## Collected data entries
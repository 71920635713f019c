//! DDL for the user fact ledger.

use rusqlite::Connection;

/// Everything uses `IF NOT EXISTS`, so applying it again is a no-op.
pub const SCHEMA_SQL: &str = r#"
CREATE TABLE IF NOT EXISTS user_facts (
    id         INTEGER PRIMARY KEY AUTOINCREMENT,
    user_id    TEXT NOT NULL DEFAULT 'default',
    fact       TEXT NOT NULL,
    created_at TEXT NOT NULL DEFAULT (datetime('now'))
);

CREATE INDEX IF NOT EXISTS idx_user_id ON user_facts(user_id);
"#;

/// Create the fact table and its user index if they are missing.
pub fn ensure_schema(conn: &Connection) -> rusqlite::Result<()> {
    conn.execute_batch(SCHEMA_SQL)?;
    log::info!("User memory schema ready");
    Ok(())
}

...

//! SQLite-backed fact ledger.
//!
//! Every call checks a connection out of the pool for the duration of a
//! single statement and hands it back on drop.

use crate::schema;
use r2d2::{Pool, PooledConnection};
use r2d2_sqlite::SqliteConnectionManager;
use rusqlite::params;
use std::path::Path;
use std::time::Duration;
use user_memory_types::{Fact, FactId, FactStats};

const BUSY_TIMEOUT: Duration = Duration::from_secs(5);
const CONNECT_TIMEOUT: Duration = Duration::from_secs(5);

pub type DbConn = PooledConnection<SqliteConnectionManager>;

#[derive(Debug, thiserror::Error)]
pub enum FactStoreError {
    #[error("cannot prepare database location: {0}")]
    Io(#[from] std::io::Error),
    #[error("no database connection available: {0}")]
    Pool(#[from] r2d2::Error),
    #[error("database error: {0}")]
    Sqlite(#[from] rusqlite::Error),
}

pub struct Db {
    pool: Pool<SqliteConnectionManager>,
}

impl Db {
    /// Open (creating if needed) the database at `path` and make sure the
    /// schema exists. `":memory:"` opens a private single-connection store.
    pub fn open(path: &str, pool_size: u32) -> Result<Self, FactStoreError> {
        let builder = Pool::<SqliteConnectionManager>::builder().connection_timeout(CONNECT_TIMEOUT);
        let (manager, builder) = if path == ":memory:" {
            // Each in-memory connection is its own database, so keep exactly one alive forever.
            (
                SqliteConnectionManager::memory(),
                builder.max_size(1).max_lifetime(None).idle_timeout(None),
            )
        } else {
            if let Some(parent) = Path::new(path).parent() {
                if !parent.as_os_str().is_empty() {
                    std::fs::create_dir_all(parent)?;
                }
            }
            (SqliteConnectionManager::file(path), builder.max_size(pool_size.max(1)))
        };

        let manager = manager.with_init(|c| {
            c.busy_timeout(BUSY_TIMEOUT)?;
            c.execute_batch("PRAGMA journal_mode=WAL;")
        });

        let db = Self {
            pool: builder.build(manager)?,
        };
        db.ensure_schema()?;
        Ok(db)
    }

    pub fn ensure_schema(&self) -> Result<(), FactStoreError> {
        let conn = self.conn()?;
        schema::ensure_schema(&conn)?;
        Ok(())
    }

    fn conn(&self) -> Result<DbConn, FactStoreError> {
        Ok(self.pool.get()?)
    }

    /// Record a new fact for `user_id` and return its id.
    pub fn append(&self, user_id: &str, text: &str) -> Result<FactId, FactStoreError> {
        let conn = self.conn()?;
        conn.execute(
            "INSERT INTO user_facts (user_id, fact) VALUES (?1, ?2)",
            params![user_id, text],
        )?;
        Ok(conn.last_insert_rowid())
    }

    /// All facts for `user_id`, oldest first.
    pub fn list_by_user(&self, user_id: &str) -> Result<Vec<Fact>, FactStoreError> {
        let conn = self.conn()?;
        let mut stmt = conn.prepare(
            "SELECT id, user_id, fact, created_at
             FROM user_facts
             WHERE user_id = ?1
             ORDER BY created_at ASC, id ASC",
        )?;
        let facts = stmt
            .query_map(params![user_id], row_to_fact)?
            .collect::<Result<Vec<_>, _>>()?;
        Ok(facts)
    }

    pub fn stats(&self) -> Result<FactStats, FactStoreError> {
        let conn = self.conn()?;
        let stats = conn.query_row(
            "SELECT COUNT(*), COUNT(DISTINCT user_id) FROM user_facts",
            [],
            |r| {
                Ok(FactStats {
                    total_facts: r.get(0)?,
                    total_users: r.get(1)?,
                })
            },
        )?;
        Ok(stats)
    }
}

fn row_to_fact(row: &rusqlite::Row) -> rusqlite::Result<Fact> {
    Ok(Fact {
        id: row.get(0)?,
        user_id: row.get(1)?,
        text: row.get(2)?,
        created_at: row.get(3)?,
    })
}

## Work request
In the entries above, how many lines contain the string "prepare"? Say only the number.

## Expected answer
2